Deprecated wrappers: process_text_input(text) and process_audio_input(audio_path) still exist on AIVtuberBrain for backward compatibility. They combine generate_response() / generate_audio_response() with perform_output_task() in a single call. New code should use the two-step API directly.

Barge-in & Resume Buffer

When a user interrupts Bea mid-speech, the brain:

Calculates how many audio samples were already played.
Stores the remaining audio in resume_buffer — only if the remaining fragment is longer than 0.5 s; shorter tails are discarded.
If the user's next input is detected as a backchannel, speech resumes from where it was cut.

Backchannel detection (_is_backchannel): A fixed vocabulary of single- and multi-word phrases is matched: "ok", "yeah", "continue", "vai avanti", "go on", "procedi", "continua", and others. Any input longer than 30 characters is unconditionally rejected as a backchannel, regardless of content.

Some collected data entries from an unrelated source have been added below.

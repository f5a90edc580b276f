use chrono::{DateTime, NaiveDateTime};
use std::convert::TryFrom;
use std::mem;

// Some interesting Event types (see [input-event-codes.h] and the [kernel docs]).
//
// [input-event-codes.h]: https://elixir.bootlin.com/linux/v5.19.17/source/include/uapi/linux/input-event-codes.h#L38)
// [kernel docs]: https://www.kernel.org/doc/html/latest/input/event-codes.html
pub(crate) const EV_SYN: u16 = 0x00;
pub(crate) const EV_KEY: u16 = 0x01;
pub(crate) const EV_MSC: u16 = 0x04;
pub(crate) const EV_REP: u16 = 0x14;
pub(crate) const EV_MAX: u16 = 0x1f;
pub(crate) const KEY_MAX: u16 = 0x2ff;

/// The number of raw records requested from the device in one read.
pub const MAX_BATCH: usize = 64;

/// The size in bytes of one kernel `input_event` record.
pub const RAW_EVENT_SIZE: usize = mem::size_of::<libc::input_event>();

/// The category of a raw event.
#[derive(Debug, Clone, Copy, PartialEq, Eq)]
pub enum EventKind {
    Syn,
    Key,
    Misc,
    Repeat,
    Other(u16),
}

impl From<u16> for EventKind {
    fn from(ty: u16) -> Self {
        match ty {
            EV_SYN => EventKind::Syn,
            EV_KEY => EventKind::Key,
            EV_MSC => EventKind::Misc,
            EV_REP => EventKind::Repeat,
            n => EventKind::Other(n),
        }
    }
}

/// The `value` of an EV_KEY event.
#[derive(Debug, Clone, Copy, PartialEq, Eq)]
#[repr(u8)]
pub enum KeyValue {
    Released = 0,
    Pressed = 1,
    Repeated = 2,
}

impl TryFrom<i32> for KeyValue {
    type Error = i32;

    fn try_from(value: i32) -> Result<Self, Self::Error> {
        match value {
            0 => Ok(KeyValue::Released),
            1 => Ok(KeyValue::Pressed),
            2 => Ok(KeyValue::Repeated),
            n => Err(n),
        }
    }
}

/// One record as delivered by the kernel.
#[derive(Debug, Clone, Copy, PartialEq, Eq, Default)]
pub struct RawEvent {
    pub sec: i64,
    pub usec: i64,
    pub kind: u16,
    pub code: u16,
    pub value: i32,
}

impl RawEvent {
    pub fn key(code: u16, value: KeyValue) -> Self {
        Self {
            kind: EV_KEY,
            code,
            value: value as i32,
            ..Self::default()
        }
    }

    pub fn kind(&self) -> EventKind {
        EventKind::from(self.kind)
    }

    /// The event timestamp, if it is representable. Only used for diagnostics.
    pub fn timestamp(&self) -> Option<NaiveDateTime> {
        let nsec = u32::try_from(self.usec.checked_mul(1000)?).ok()?;
        DateTime::from_timestamp(self.sec, nsec).map(|dt| dt.naive_utc())
    }
}

impl From<&libc::input_event> for RawEvent {
    fn from(ev: &libc::input_event) -> Self {
        Self {
            sec: ev.time.tv_sec as i64,
            usec: ev.time.tv_usec as i64,
            kind: ev.type_,
            code: ev.code,
            value: ev.value,
        }
    }
}

/// Up to [`MAX_BATCH`] events from a single device read.
#[derive(Debug, Clone, Copy)]
pub struct EventBatch {
    events: [RawEvent; MAX_BATCH],
    len: usize,
}

impl EventBatch {
    pub fn new() -> Self {
        Self {
            events: [RawEvent::default(); MAX_BATCH],
            len: 0,
        }
    }

    /// Append an event. Returns `false` if the batch is already full.
    pub fn push(&mut self, ev: RawEvent) -> bool {
        if self.len == MAX_BATCH {
            return false;
        }
        self.events[self.len] = ev;
        self.len += 1;
        true
    }

    pub fn len(&self) -> usize {
        self.len
    }

    pub fn is_empty(&self) -> bool {
        self.len == 0
    }

    pub fn as_slice(&self) -> &[RawEvent] {
        &self.events[..self.len]
    }
}

impl Default for EventBatch {
    fn default() -> Self {
        Self::new()
    }
}

impl FromIterator<RawEvent> for EventBatch {
    /// Collects at most [`MAX_BATCH`] events; the rest are dropped.
    fn from_iter<I: IntoIterator<Item = RawEvent>>(iter: I) -> Self {
        let mut batch = Self::new();
        for ev in iter.into_iter().take(MAX_BATCH) {
            batch.push(ev);
        }
        batch
    }
}

/// A key transition that survives translation.
#[derive(Debug, Clone, Copy, PartialEq, Eq, Hash)]
pub struct NormalizedKeyEvent {
    pub code: u16,
    pub value: u8,
}

impl NormalizedKeyEvent {
    pub fn new(code: u16, value: u8) -> Self {
        Self { code, value }
    }
}

impl TryFrom<&RawEvent> for NormalizedKeyEvent {
    type Error = ();

    fn try_from(ev: &RawEvent) -> Result<Self, Self::Error> {
        if ev.kind() != EventKind::Key {
            return Err(());
        }

        match KeyValue::try_from(ev.value) {
            Ok(KeyValue::Repeated) => Err(()),
            Ok(v) => Ok(Self::new(ev.code, v as u8)),
            // Out-of-range values are forwarded truncated, as the kernel produced them.
            Err(n) => Ok(Self::new(ev.code, n as u8)),
        }
    }
}

/// Keep the key presses and releases of `events`, dropping auto-repeats and every
/// non-key record.
pub fn translate(events: &[RawEvent]) -> impl Iterator<Item = NormalizedKeyEvent> + '_ {
    events.iter().filter_map(|ev| {
        let key = NormalizedKeyEvent::try_from(ev).ok();

        if log::log_enabled!(log::Level::Trace) {
            let ts = ev
                .timestamp()
                .map(|ts| ts.format("%H:%M:%S%.6f").to_string())
                .unwrap_or_default();
            log::trace!(
                "[{ts}] type={} code={} value={} -> {}",
                ev.kind,
                ev.code,
                ev.value,
                if key.is_some() { "emit" } else { "drop" }
            );
        }

        key
    })
}
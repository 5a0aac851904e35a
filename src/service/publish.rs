//! The publish worker: turns staged payer envelopes into durable,
//! signed envelopes of this node, strictly in staging order.

use super::collaborators::{FeeCalculator, Signer};
use crate::config::PublishConfig;
use crate::context::Context;
use crate::error::Result;
use crate::storage::EnvelopeStore;
use crate::subscriptions::{PollingOptions, PollingSubscription};
use crate::types::{NewEnvelope, PayerEnvelope, PicoDollars, SequenceId, StagedEnvelope};
use crossbeam_channel::{bounded, select, Receiver, Sender};
use parking_lot::Mutex;
use std::sync::atomic::{AtomicU64, AtomicUsize, Ordering};
use std::sync::Arc;
use std::thread::{self, JoinHandle};
use tracing::{debug, error, info, warn};

/// Deleted staged rows after which the staging log is compacted.
const COMPACT_AFTER_DELETES: usize = 1024;

struct Publisher {
    ctx: Context,
    store: Arc<EnvelopeStore>,
    signer: Arc<dyn Signer>,
    fees: Arc<dyn FeeCalculator>,
    config: PublishConfig,
    last_processed: AtomicU64,
    deletes_since_compaction: AtomicUsize,
}

/// Background worker draining the staging queue.
///
/// A staged envelope that fails to publish is retried after
/// `retry_interval` until it succeeds; nothing staged after it is published
/// in the meantime.
pub struct PublishWorker {
    publisher: Arc<Publisher>,
    notifier: Sender<()>,
    handle: Mutex<Option<JoinHandle<()>>>,
}

impl PublishWorker {
    pub fn start(
        ctx: &Context,
        store: Arc<EnvelopeStore>,
        signer: Arc<dyn Signer>,
        fees: Arc<dyn FeeCalculator>,
        config: PublishConfig,
    ) -> Result<Self> {
        let publisher = Arc::new(Publisher {
            ctx: ctx.clone(),
            store,
            signer,
            fees,
            config,
            last_processed: AtomicU64::new(0),
            deletes_since_compaction: AtomicUsize::new(0),
        });
        publisher.cleanup_orphans()?;

        let (notifier, notifications) = bounded(1);
        let staging_store = Arc::clone(&publisher.store);
        let query = move |last: &SequenceId, limit: usize| -> Result<(Vec<StagedEnvelope>, SequenceId)> {
            let rows = staging_store.staging().select_after(*last, limit);
            let next = rows.last().map_or(*last, |row| row.id);
            Ok((rows, next))
        };
        let options = PollingOptions::new(publisher.config.poll_interval(), publisher.config.page_size)
            .with_notifier(notifications);
        let updates = PollingSubscription::new(ctx.clone(), "staged", query, 0, options).start()?;

        let worker = Arc::clone(&publisher);
        let handle = thread::Builder::new()
            .name("publish-worker".into())
            .spawn(move || worker.run(updates))?;

        info!(node = publisher.signer.node_id(), "publish worker started");
        Ok(Self {
            publisher,
            notifier,
            handle: Mutex::new(Some(handle)),
        })
    }

    /// Wake the worker without waiting for its timer. Never blocks.
    pub fn notify_staged_publish(&self) {
        let _ = self.notifier.try_send(());
    }

    /// Highest staged id the worker is done with.
    pub fn last_processed(&self) -> SequenceId {
        self.publisher.last_processed.load(Ordering::SeqCst)
    }

    pub fn calculate_fees(
        &self,
        staged: &StagedEnvelope,
        retention_days: u32,
    ) -> Result<(PicoDollars, PicoDollars)> {
        self.publisher.calculate_fees(staged, retention_days)
    }

    /// One publish attempt. `false` means try again later.
    pub fn publish_staged(&self, staged: &StagedEnvelope) -> bool {
        self.publisher.publish_staged(staged)
    }

    /// Wait for the worker thread; call after cancelling the context.
    pub fn join(&self) {
        if let Some(handle) = self.handle.lock().take() {
            if handle.join().is_err() {
                error!("publish worker thread panicked");
            }
        }
    }
}

impl Publisher {
    fn run(&self, updates: Receiver<Vec<StagedEnvelope>>) {
        let done = self.ctx.done().clone();
        'outer: loop {
            let batch = select! {
                recv(done) -> _ => None,
                recv(updates) -> batch => batch.ok(),
            };
            let Some(batch) = batch else {
                break;
            };

            for staged in batch {
                info!(sequence = staged.id, "publishing envelope");
                while !self.publish_staged(&staged) {
                    if !self.ctx.sleep(self.config.retry_interval()) {
                        break 'outer;
                    }
                }
                self.last_processed.store(staged.id, Ordering::SeqCst);
            }
            self.maybe_compact();
        }
        debug!("publish worker stopped");
    }

    fn publish_staged(&self, staged: &StagedEnvelope) -> bool {
        let sequence = staged.id;
        let payer_envelope = match PayerEnvelope::from_bytes(&staged.payer_envelope) {
            Ok(env) => env,
            Err(e) => {
                // Retrying can't fix it; drop it so the queue keeps moving.
                error!(sequence, error = %e, "undecodable staged envelope; discarding");
                self.delete_staged(sequence);
                return true;
            }
        };
        let retention_days = payer_envelope.retention_days;

        // Reserved topics are produced by nodes themselves and are free.
        let reserved = staged.topic.is_reserved();
        let (base_fee, congestion_fee) = if reserved {
            (0, 0)
        } else {
            match self.calculate_fees(staged, retention_days) {
                Ok(fees) => fees,
                Err(e) => {
                    error!(sequence, error = %e, "failed to calculate fees");
                    return false;
                }
            }
        };

        let signed = match self.signer.sign_staged_envelope(
            staged,
            base_fee,
            congestion_fee,
            retention_days,
        ) {
            Ok(signed) => signed,
            Err(e) => {
                error!(sequence, error = %e, "failed to sign staged envelope");
                return false;
            }
        };
        let bytes = match signed.to_bytes() {
            Ok(bytes) => bytes,
            Err(e) => {
                error!(sequence, error = %e, "failed to encode originator envelope");
                return false;
            }
        };

        let node = self.signer.node_id();
        let mut row = NewEnvelope::new(node, sequence, staged.topic.clone(), bytes);
        row.insert_time = Some(staged.originator_time);
        row.expiry = signed.expiry;
        if !reserved {
            let payer = match self.store.find_or_create_payer(&payer_envelope.payer_address) {
                Ok(payer) => payer,
                Err(e) => {
                    error!(sequence, error = %e, "failed to find or create payer");
                    return false;
                }
            };
            row = row.with_payer(payer, signed.total_fee());
        }

        match self.store.insert_envelope(row) {
            Ok(0) => debug!(originator = node, sequence, "envelope already inserted"),
            Ok(_) => {}
            Err(e) => {
                if !self.ctx.is_done() {
                    error!(sequence, error = %e, "failed to insert envelope");
                }
                return false;
            }
        }

        // The envelope is durable; a failed delete only leaves an orphan.
        self.delete_staged(sequence);
        true
    }

    fn calculate_fees(
        &self,
        staged: &StagedEnvelope,
        retention_days: u32,
    ) -> Result<(PicoDollars, PicoDollars)> {
        let base_fee = self.fees.calculate_base_fee(
            staged.originator_time,
            staged.payer_envelope.len(),
            retention_days,
        )?;

        let node = self.signer.node_id();
        let recent = self.store.recent_congestion(
            node,
            staged.originator_time.minutes_since_epoch(),
            self.config.congestion_window_minutes,
        );
        let congestion_fee = self
            .fees
            .calculate_congestion_fee(staged.originator_time, node, recent)?;
        Ok((base_fee, congestion_fee))
    }

    fn delete_staged(&self, id: SequenceId) {
        match self.store.staging().delete(id) {
            Ok(0) => debug!(sequence = id, "staged envelope already deleted"),
            Ok(_) => {
                self.deletes_since_compaction.fetch_add(1, Ordering::SeqCst);
            }
            Err(e) => warn!(sequence = id, error = %e, "failed to delete staged envelope"),
        }
    }

    /// Delete staged rows whose envelope is already durable.
    fn cleanup_orphans(&self) -> Result<()> {
        let node = self.signer.node_id();
        let staging = self.store.staging();
        let mut removed = 0;
        for staged in staging.select_after(0, usize::MAX) {
            if self.store.get_envelope(node, staged.id)?.is_some() {
                removed += staging.delete(staged.id)?;
            }
        }
        if removed > 0 {
            info!(removed, "removed orphaned staged envelopes");
        }
        Ok(())
    }

    fn maybe_compact(&self) {
        if self.deletes_since_compaction.load(Ordering::SeqCst) < COMPACT_AFTER_DELETES {
            return;
        }
        match self.store.staging().compact() {
            Ok(()) => self.deletes_since_compaction.store(0, Ordering::SeqCst),
            Err(e) => warn!(error = %e, "failed to compact staging queue"),
        }
    }
}
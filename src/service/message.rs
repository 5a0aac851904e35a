//! The node's message API: publish, pull queries, and (in `subscribe`)
//! streaming subscriptions.

use super::collaborators::{NodeRegistry, PayloadValidator, Signer};
use super::publish::PublishWorker;
use crate::config::{PublishConfig, SubscribeConfig};
use crate::context::Context;
use crate::cursor::EnvelopesQuery;
use crate::error::{Error, Result};
use crate::storage::EnvelopeStore;
use crate::subscriptions::SubscribeWorker;
use crate::types::{
    Envelope, NodeId, OriginatorEnvelope, PayerEnvelope, SequenceId, Topic, TopicKind,
};
use crossbeam_channel::{after, select, tick};
use std::sync::Arc;
use std::time::Duration;
use tracing::{debug, info, warn};

/// Retention value meaning "keep forever".
pub const INFINITE_RETENTION_DAYS: u32 = u32::MAX;

/// Shortest retention a payer may ask for.
pub const MIN_RETENTION_DAYS: u32 = 2;

const PUBLISH_WAIT_TICK: Duration = Duration::from_millis(10);

pub struct MessageService {
    pub(super) ctx: Context,
    pub(super) store: Arc<EnvelopeStore>,
    pub(super) signer: Arc<dyn Signer>,
    pub(super) registry: Arc<dyn NodeRegistry>,
    pub(super) validator: Arc<dyn PayloadValidator>,
    pub(super) publisher: Arc<PublishWorker>,
    pub(super) subscriber: Arc<SubscribeWorker>,
    pub(super) subscribe: SubscribeConfig,
    pub(super) publish: PublishConfig,
}

impl MessageService {
    #[allow(clippy::too_many_arguments)]
    pub fn new(
        ctx: Context,
        store: Arc<EnvelopeStore>,
        signer: Arc<dyn Signer>,
        registry: Arc<dyn NodeRegistry>,
        validator: Arc<dyn PayloadValidator>,
        publisher: Arc<PublishWorker>,
        subscriber: Arc<SubscribeWorker>,
        subscribe: SubscribeConfig,
        publish: PublishConfig,
    ) -> Self {
        Self {
            ctx,
            store,
            signer,
            registry,
            validator,
            publisher,
            subscriber,
            subscribe,
            publish,
        }
    }

    pub fn node_id(&self) -> NodeId {
        self.signer.node_id()
    }

    pub fn store(&self) -> &Arc<EnvelopeStore> {
        &self.store
    }

    pub fn subscriber(&self) -> &Arc<SubscribeWorker> {
        &self.subscriber
    }

    pub fn publisher(&self) -> &Arc<PublishWorker> {
        &self.publisher
    }

    /// Stage payer envelopes for publication by this node.
    ///
    /// Every envelope is validated before any is staged. The returned
    /// envelopes carry their final sequence IDs; the call waits (bounded by
    /// `publish_wait_timeout`) until the worker has made them durable, so a
    /// read issued afterwards normally sees them.
    pub fn publish_payer_envelopes(
        &self,
        ctx: &Context,
        envelopes: Vec<PayerEnvelope>,
    ) -> Result<Vec<OriginatorEnvelope>> {
        if envelopes.is_empty() {
            return Err(Error::InvalidArgument("missing payer envelope".into()));
        }
        for envelope in &envelopes {
            self.validate_payer_envelope(envelope)?;
        }

        let mut signed = Vec::with_capacity(envelopes.len());
        let mut last_staged = 0;
        for envelope in &envelopes {
            let staged = self
                .store
                .staging()
                .insert(envelope.topic.clone(), envelope.to_bytes()?)?;
            debug!(sequence = staged.id, topic = %staged.topic, "staged payer envelope");
            self.publisher.notify_staged_publish();
            last_staged = staged.id;

            let (base_fee, congestion_fee) = if staged.topic.is_reserved() {
                (0, 0)
            } else {
                self.publisher.calculate_fees(&staged, envelope.retention_days)?
            };
            signed.push(self.signer.sign_staged_envelope(
                &staged,
                base_fee,
                congestion_fee,
                envelope.retention_days,
            )?);
        }

        self.wait_for_gateway_publish(ctx, last_staged);
        Ok(signed)
    }

    /// Block until the publish worker is past `staged_id`, the timeout
    /// elapses, or either context is done. Returns whether it got there.
    pub fn wait_for_gateway_publish(&self, ctx: &Context, staged_id: SequenceId) -> bool {
        let timeout = after(self.publish.publish_wait_timeout());
        let ticker = tick(PUBLISH_WAIT_TICK);
        loop {
            if self.publisher.last_processed() >= staged_id {
                return true;
            }
            let keep_waiting = select! {
                recv(ctx.done()) -> _ => false,
                recv(self.ctx.done()) -> _ => false,
                recv(timeout) -> _ => {
                    warn!(sequence = staged_id, "timed out waiting for staged envelope to publish");
                    false
                }
                recv(ticker) -> _ => true,
            };
            if !keep_waiting {
                return self.publisher.last_processed() >= staged_id;
            }
        }
    }

    /// Pull query. A `limit` of zero or above `max_requested_rows` is
    /// clamped to `max_requested_rows`.
    pub fn query_envelopes(&self, query: &EnvelopesQuery, limit: usize) -> Result<Vec<Arc<Envelope>>> {
        self.validate_query(query)?;
        let max = self.subscribe.max_requested_rows;
        let limit = if limit == 0 || limit > max { max } else { limit };
        let rows = self.store.select_envelopes(query, limit)?;
        debug!(rows = rows.len(), limit, "query envelopes");
        Ok(rows)
    }

    pub(super) fn validate_query(&self, query: &EnvelopesQuery) -> Result<()> {
        let limits = &self.subscribe;
        if !query.topics.is_empty() && !query.originators.is_empty() {
            return Err(Error::InvalidArgument(
                "cannot filter by both topic and originator in same subscription request".into(),
            ));
        }
        let filters = query.topics.len() + query.originators.len();
        if filters > limits.max_queries_per_request {
            return Err(Error::InvalidArgument(format!(
                "too many filters in query: {} (max {})",
                filters, limits.max_queries_per_request
            )));
        }
        for topic in &query.topics {
            self.validate_topic(topic)?;
        }
        if let Some(cursor) = &query.last_seen {
            if cursor.len() > limits.max_vector_clock_length {
                return Err(Error::InvalidArgument(format!(
                    "vector clock length exceeds maximum of {}",
                    limits.max_vector_clock_length
                )));
            }
        }
        Ok(())
    }

    pub(super) fn validate_topic(&self, topic: &Topic) -> Result<()> {
        if topic.is_empty() || topic.len() > self.subscribe.max_topic_length {
            return Err(Error::InvalidArgument(format!(
                "invalid topic length {} (must be 1..={})",
                topic.len(),
                self.subscribe.max_topic_length
            )));
        }
        Ok(())
    }

    fn validate_payer_envelope(&self, envelope: &PayerEnvelope) -> Result<()> {
        let node = self.signer.node_id();
        if envelope.target_originator != node {
            return Err(Error::InvalidArgument(format!(
                "invalid target originator {} (this node is {})",
                envelope.target_originator, node
            )));
        }
        if envelope.payer_address.is_empty() {
            return Err(Error::InvalidArgument("missing payer address".into()));
        }
        self.validate_topic(&envelope.topic)?;
        self.validate_retention(envelope.retention_days)?;

        if envelope.topic.is_reserved() {
            return Err(Error::InvalidArgument(
                "reserved topics cannot be published to by gateways".into(),
            ));
        }
        match envelope.topic.kind() {
            Some(TopicKind::IdentityUpdates) => {
                return Err(Error::InvalidArgument(
                    "identity updates must be published via the blockchain".into(),
                ))
            }
            None => {
                return Err(Error::InvalidArgument(format!(
                    "unknown topic kind in {}",
                    envelope.topic
                )))
            }
            Some(_) => {}
        }

        self.validator.validate(envelope).map_err(|e| {
            info!(topic = %envelope.topic, error = %e, "payload rejected");
            match e {
                Error::InvalidArgument(_) => e,
                other => Error::InvalidArgument(other.to_string()),
            }
        })
    }

    fn validate_retention(&self, days: u32) -> Result<()> {
        if days == INFINITE_RETENTION_DAYS {
            return Ok(());
        }
        let max = self.publish.max_retention_days;
        if !(MIN_RETENTION_DAYS..=max).contains(&days) {
            return Err(Error::InvalidArgument(format!(
                "retention days must be between {} and {}, or infinite (got {})",
                MIN_RETENTION_DAYS, max, days
            )));
        }
        Ok(())
    }
}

Backchannel return value: When generate_response() detects a backchannel with an active resume_buffer, it calls _resume_speech() and returns the sentinel tuple ("neutral", "[RESUMED]") — no LLM call is made. Callers (e.g. web API POST /chat, Discord flush) will receive mood="neutral" and content="[RESUMED]" in the response. The frontend should treat [RESUMED] as a no-op display-wise.

Data Flow

Text Input Path

TERMINAL

User text
    │
    ▼
generate_response()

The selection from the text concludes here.